Assignment:
Extract from the entries below, exactly as given, only the lines from the line containing "use std::collections::HashMap;" to the line containing "- false: 键已有非空值，或本次值为空", both lines included.
*** Opening Information ***
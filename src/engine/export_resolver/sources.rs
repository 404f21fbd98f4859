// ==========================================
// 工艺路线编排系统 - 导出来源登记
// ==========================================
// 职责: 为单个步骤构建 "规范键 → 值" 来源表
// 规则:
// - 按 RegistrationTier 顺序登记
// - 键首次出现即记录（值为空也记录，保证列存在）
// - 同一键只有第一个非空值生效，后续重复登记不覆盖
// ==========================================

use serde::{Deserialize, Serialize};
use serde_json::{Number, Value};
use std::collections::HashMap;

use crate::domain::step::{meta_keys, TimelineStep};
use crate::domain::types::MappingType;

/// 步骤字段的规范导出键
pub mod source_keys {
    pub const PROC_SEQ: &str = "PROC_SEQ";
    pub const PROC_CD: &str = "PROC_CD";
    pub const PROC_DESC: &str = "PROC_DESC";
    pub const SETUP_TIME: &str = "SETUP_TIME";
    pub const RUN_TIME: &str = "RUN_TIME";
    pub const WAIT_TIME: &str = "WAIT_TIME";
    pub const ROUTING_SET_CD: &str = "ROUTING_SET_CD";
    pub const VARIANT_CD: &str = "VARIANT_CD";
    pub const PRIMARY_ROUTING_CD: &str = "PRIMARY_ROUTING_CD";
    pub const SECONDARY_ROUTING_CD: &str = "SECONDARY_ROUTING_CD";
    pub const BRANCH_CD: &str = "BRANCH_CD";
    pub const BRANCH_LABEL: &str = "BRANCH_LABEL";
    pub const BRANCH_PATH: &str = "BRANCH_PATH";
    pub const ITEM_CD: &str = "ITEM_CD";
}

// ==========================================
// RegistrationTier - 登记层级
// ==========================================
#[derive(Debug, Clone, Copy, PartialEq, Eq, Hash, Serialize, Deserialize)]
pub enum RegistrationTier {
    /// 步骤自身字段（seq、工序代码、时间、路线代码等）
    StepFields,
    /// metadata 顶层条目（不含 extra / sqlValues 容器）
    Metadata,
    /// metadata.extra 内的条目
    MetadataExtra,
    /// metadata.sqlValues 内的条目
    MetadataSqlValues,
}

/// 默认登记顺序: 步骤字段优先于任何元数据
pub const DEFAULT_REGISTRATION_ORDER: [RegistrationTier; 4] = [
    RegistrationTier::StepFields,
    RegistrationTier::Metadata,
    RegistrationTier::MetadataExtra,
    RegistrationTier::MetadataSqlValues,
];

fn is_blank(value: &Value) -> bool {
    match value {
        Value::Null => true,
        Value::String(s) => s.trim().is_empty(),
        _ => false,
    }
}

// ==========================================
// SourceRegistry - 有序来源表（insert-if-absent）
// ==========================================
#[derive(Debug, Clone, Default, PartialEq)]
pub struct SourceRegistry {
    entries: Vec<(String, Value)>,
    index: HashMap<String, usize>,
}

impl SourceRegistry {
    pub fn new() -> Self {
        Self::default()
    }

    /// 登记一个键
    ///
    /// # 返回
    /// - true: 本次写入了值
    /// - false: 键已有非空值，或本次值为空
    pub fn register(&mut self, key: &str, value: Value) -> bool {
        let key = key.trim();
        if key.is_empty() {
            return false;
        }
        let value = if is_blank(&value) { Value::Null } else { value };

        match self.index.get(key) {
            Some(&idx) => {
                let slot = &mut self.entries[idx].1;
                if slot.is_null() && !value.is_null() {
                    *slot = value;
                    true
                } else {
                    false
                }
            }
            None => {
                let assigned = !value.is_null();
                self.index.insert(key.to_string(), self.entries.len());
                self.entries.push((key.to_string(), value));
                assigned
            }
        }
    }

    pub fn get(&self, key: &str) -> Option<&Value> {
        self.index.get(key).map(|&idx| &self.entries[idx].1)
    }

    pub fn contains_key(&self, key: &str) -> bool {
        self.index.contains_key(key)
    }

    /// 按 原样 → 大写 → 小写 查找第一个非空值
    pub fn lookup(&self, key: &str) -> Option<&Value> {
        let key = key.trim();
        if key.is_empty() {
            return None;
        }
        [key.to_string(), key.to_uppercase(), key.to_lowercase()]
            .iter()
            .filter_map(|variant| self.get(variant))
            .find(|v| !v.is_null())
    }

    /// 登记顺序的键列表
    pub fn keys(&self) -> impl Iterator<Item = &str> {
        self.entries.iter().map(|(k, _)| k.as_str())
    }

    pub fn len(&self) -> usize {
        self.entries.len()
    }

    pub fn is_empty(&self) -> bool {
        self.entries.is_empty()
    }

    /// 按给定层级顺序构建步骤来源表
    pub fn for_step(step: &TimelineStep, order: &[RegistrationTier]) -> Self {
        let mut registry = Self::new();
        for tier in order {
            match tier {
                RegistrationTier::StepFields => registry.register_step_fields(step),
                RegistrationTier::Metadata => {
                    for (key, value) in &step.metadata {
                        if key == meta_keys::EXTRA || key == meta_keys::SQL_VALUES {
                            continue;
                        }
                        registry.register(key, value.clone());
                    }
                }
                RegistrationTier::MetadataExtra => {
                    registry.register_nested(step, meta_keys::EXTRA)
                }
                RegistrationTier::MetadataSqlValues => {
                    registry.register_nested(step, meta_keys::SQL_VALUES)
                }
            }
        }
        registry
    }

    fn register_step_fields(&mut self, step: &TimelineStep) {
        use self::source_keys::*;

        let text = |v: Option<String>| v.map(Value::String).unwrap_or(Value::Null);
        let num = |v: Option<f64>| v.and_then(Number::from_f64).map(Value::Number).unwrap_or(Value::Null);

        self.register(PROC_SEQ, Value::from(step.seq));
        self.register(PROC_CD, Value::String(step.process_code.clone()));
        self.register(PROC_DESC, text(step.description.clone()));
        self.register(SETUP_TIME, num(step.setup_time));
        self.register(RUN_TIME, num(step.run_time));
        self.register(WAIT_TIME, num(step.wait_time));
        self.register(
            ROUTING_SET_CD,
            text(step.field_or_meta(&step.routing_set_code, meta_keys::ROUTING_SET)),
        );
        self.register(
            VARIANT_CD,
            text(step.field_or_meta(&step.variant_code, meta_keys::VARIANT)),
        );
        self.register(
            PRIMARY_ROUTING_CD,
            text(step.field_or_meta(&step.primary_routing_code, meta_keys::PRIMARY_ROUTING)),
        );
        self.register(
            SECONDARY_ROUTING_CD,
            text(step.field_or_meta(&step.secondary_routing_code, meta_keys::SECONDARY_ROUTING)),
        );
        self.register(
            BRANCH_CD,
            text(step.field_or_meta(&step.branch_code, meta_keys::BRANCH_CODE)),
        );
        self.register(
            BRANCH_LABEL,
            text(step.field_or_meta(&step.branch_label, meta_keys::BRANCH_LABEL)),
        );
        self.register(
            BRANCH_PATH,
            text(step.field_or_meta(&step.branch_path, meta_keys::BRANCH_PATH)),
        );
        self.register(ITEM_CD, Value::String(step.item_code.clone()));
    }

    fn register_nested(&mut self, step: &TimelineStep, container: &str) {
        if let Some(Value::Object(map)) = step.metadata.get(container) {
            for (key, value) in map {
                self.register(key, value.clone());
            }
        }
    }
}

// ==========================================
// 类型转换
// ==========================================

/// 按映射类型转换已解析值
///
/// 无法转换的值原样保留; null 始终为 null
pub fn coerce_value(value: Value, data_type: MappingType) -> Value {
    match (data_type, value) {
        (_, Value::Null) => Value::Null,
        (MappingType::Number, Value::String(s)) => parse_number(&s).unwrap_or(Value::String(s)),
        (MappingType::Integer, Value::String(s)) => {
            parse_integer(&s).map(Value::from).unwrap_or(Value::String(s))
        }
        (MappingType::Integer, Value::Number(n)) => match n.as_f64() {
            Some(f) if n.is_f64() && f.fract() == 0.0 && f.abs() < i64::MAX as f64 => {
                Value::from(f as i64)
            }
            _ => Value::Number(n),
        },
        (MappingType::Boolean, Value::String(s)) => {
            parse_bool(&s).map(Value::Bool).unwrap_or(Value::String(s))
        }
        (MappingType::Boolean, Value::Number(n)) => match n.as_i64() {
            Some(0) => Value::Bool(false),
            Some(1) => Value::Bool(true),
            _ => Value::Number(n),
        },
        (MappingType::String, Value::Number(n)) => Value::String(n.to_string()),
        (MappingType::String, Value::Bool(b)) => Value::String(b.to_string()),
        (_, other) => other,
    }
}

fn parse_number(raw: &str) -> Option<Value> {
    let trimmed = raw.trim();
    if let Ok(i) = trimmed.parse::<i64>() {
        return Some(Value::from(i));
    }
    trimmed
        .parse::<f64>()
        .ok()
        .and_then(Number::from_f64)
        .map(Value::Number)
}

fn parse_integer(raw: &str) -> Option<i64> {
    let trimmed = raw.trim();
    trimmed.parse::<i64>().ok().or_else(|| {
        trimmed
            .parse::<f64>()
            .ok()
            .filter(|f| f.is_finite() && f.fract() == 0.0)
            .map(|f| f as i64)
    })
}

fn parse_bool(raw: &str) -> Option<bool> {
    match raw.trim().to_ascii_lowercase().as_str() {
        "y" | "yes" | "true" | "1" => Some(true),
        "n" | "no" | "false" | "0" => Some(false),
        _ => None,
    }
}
*** Closing Information ***
Output of the exercise:
use std::collections::HashMap;

use crate::domain::step::{meta_keys, TimelineStep};
use crate::domain::types::MappingType;

/// 步骤字段的规范导出键
pub mod source_keys {
    pub const PROC_SEQ: &str = "PROC_SEQ";
    pub const PROC_CD: &str = "PROC_CD";
    pub const PROC_DESC: &str = "PROC_DESC";
    pub const SETUP_TIME: &str = "SETUP_TIME";
    pub const RUN_TIME: &str = "RUN_TIME";
    pub const WAIT_TIME: &str = "WAIT_TIME";
    pub const ROUTING_SET_CD: &str = "ROUTING_SET_CD";
    pub const VARIANT_CD: &str = "VARIANT_CD";
    pub const PRIMARY_ROUTING_CD: &str = "PRIMARY_ROUTING_CD";
    pub const SECONDARY_ROUTING_CD: &str = "SECONDARY_ROUTING_CD";
    pub const BRANCH_CD: &str = "BRANCH_CD";
    pub const BRANCH_LABEL: &str = "BRANCH_LABEL";
    pub const BRANCH_PATH: &str = "BRANCH_PATH";
    pub const ITEM_CD: &str = "ITEM_CD";
}

// ==========================================
// RegistrationTier - 登记层级
// ==========================================
#[derive(Debug, Clone, Copy, PartialEq, Eq, Hash, Serialize, Deserialize)]
pub enum RegistrationTier {
    /// 步骤自身字段（seq、工序代码、时间、路线代码等）
    StepFields,
    /// metadata 顶层条目（不含 extra / sqlValues 容器）
    Metadata,
    /// metadata.extra 内的条目
    MetadataExtra,
    /// metadata.sqlValues 内的条目
    MetadataSqlValues,
}

/// 默认登记顺序: 步骤字段优先于任何元数据
pub const DEFAULT_REGISTRATION_ORDER: [RegistrationTier; 4] = [
    RegistrationTier::StepFields,
    RegistrationTier::Metadata,
    RegistrationTier::MetadataExtra,
    RegistrationTier::MetadataSqlValues,
];

fn is_blank(value: &Value) -> bool {
    match value {
        Value::Null => true,
        Value::String(s) => s.trim().is_empty(),
        _ => false,
    }
}

// ==========================================
// SourceRegistry - 有序来源表（insert-if-absent）
// ==========================================
#[derive(Debug, Clone, Default, PartialEq)]
pub struct SourceRegistry {
    entries: Vec<(String, Value)>,
    index: HashMap<String, usize>,
}

impl SourceRegistry {
    pub fn new() -> Self {
        Self::default()
    }

    /// 登记一个键
    ///
    /// # 返回
    /// - true: 本次写入了值
    /// - false: 键已有非空值，或本次值为空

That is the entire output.